▶ [PROBLEM DETAILS]:
Return only the lines running from the top of the entries to the line with "if close == TokenKind::SParenClose", inclusive, exactly as written.
========================================================================
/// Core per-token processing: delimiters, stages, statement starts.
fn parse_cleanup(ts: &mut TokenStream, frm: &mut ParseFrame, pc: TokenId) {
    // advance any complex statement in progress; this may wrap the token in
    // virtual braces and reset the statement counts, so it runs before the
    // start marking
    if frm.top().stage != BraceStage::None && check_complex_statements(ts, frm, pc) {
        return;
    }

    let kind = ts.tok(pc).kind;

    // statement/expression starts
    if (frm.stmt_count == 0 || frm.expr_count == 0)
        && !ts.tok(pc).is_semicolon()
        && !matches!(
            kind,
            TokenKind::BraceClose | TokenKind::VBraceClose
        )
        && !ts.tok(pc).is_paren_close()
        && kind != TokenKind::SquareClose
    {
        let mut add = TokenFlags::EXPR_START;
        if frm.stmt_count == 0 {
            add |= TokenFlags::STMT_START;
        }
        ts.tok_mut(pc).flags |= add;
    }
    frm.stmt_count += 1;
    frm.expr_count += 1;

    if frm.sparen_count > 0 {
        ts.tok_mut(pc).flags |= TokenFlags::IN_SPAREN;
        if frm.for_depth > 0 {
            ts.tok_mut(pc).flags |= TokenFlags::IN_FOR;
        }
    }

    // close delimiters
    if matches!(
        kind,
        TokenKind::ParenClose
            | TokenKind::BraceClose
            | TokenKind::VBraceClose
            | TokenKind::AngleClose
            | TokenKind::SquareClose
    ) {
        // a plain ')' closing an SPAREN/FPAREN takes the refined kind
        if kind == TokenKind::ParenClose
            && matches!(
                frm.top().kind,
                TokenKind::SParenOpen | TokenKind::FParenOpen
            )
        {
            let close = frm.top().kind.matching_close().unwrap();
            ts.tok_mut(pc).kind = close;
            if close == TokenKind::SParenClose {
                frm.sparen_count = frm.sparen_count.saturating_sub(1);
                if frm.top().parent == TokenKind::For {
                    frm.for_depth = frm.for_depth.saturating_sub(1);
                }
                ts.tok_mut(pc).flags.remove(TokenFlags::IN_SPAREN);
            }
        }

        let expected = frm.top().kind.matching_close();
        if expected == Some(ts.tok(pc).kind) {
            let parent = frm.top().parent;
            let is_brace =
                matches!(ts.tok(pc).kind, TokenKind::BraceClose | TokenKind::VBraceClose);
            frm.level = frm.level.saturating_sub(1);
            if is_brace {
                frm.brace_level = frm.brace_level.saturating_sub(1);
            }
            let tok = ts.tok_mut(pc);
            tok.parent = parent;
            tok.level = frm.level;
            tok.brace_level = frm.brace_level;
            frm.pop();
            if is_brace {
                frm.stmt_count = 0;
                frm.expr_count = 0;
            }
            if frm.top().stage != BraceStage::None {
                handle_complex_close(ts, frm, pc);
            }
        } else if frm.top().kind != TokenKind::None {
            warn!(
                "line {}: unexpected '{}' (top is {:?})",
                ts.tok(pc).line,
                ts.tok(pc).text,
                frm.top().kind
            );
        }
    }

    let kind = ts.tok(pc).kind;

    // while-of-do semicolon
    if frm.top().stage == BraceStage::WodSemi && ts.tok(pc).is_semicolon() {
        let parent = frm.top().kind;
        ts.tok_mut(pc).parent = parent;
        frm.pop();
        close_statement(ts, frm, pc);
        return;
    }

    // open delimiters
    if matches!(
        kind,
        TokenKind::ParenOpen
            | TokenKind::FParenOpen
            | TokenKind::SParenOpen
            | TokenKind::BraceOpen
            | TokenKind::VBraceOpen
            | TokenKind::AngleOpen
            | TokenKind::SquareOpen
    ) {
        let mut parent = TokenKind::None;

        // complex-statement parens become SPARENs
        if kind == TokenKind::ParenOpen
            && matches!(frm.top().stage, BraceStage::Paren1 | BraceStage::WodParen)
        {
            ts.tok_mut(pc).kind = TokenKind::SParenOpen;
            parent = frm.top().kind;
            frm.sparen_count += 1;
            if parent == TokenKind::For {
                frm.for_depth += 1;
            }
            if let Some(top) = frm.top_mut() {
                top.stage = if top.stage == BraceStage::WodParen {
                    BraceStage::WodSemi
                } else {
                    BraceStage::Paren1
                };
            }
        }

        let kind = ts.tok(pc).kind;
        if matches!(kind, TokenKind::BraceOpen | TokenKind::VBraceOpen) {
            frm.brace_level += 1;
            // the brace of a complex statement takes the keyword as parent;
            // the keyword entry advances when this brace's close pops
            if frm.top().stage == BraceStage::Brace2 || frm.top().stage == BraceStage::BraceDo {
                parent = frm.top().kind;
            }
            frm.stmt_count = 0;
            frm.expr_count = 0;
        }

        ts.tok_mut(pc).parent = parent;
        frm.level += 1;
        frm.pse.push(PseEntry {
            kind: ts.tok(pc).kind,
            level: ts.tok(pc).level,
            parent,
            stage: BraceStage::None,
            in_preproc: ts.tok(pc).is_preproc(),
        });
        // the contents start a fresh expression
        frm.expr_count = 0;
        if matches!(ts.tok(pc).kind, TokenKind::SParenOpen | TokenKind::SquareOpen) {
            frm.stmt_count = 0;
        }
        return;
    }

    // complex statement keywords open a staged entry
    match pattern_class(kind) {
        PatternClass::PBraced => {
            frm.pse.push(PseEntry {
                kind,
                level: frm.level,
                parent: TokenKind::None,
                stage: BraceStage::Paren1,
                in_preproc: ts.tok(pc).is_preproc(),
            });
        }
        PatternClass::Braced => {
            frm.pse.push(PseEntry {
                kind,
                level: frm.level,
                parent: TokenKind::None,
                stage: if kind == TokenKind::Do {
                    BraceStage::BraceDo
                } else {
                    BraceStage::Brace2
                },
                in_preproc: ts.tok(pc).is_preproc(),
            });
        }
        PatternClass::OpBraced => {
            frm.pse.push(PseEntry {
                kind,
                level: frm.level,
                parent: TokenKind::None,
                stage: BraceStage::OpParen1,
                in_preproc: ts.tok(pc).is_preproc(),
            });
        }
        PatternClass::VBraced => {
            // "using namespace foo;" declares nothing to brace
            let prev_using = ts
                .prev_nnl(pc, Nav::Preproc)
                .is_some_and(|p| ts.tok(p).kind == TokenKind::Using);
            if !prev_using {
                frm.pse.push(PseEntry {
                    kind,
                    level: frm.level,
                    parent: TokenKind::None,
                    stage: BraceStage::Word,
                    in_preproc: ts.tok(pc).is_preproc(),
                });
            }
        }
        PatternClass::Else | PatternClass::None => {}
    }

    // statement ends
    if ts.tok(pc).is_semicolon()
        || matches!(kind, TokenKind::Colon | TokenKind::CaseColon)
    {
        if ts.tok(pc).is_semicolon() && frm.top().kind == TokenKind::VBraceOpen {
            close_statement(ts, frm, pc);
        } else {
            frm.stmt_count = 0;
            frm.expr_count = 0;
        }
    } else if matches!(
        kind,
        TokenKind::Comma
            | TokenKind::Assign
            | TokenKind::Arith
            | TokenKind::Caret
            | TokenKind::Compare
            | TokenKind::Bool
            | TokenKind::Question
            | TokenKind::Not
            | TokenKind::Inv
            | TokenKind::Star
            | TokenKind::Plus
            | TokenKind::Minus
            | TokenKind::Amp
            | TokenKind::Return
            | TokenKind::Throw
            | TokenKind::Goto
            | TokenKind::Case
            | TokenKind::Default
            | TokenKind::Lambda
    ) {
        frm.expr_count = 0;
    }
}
========================================================================
▶ [WRITTEN SOLUTION]:
/// Core per-token processing: delimiters, stages, statement starts.
fn parse_cleanup(ts: &mut TokenStream, frm: &mut ParseFrame, pc: TokenId) {
    // advance any complex statement in progress; this may wrap the token in
    // virtual braces and reset the statement counts, so it runs before the
    // start marking
    if frm.top().stage != BraceStage::None && check_complex_statements(ts, frm, pc) {
        return;
    }

    let kind = ts.tok(pc).kind;

    // statement/expression starts
    if (frm.stmt_count == 0 || frm.expr_count == 0)
        && !ts.tok(pc).is_semicolon()
        && !matches!(
            kind,
            TokenKind::BraceClose | TokenKind::VBraceClose
        )
        && !ts.tok(pc).is_paren_close()
        && kind != TokenKind::SquareClose
    {
        let mut add = TokenFlags::EXPR_START;
        if frm.stmt_count == 0 {
            add |= TokenFlags::STMT_START;
        }
        ts.tok_mut(pc).flags |= add;
    }
    frm.stmt_count += 1;
    frm.expr_count += 1;

    if frm.sparen_count > 0 {
        ts.tok_mut(pc).flags |= TokenFlags::IN_SPAREN;
        if frm.for_depth > 0 {
            ts.tok_mut(pc).flags |= TokenFlags::IN_FOR;
        }
    }

    // close delimiters
    if matches!(
        kind,
        TokenKind::ParenClose
            | TokenKind::BraceClose
            | TokenKind::VBraceClose
            | TokenKind::AngleClose
            | TokenKind::SquareClose
    ) {
        // a plain ')' closing an SPAREN/FPAREN takes the refined kind
        if kind == TokenKind::ParenClose
            && matches!(
                frm.top().kind,
                TokenKind::SParenOpen | TokenKind::FParenOpen
            )
        {
            let close = frm.top().kind.matching_close().unwrap();
            ts.tok_mut(pc).kind = close;
            if close == TokenKind::SParenClose {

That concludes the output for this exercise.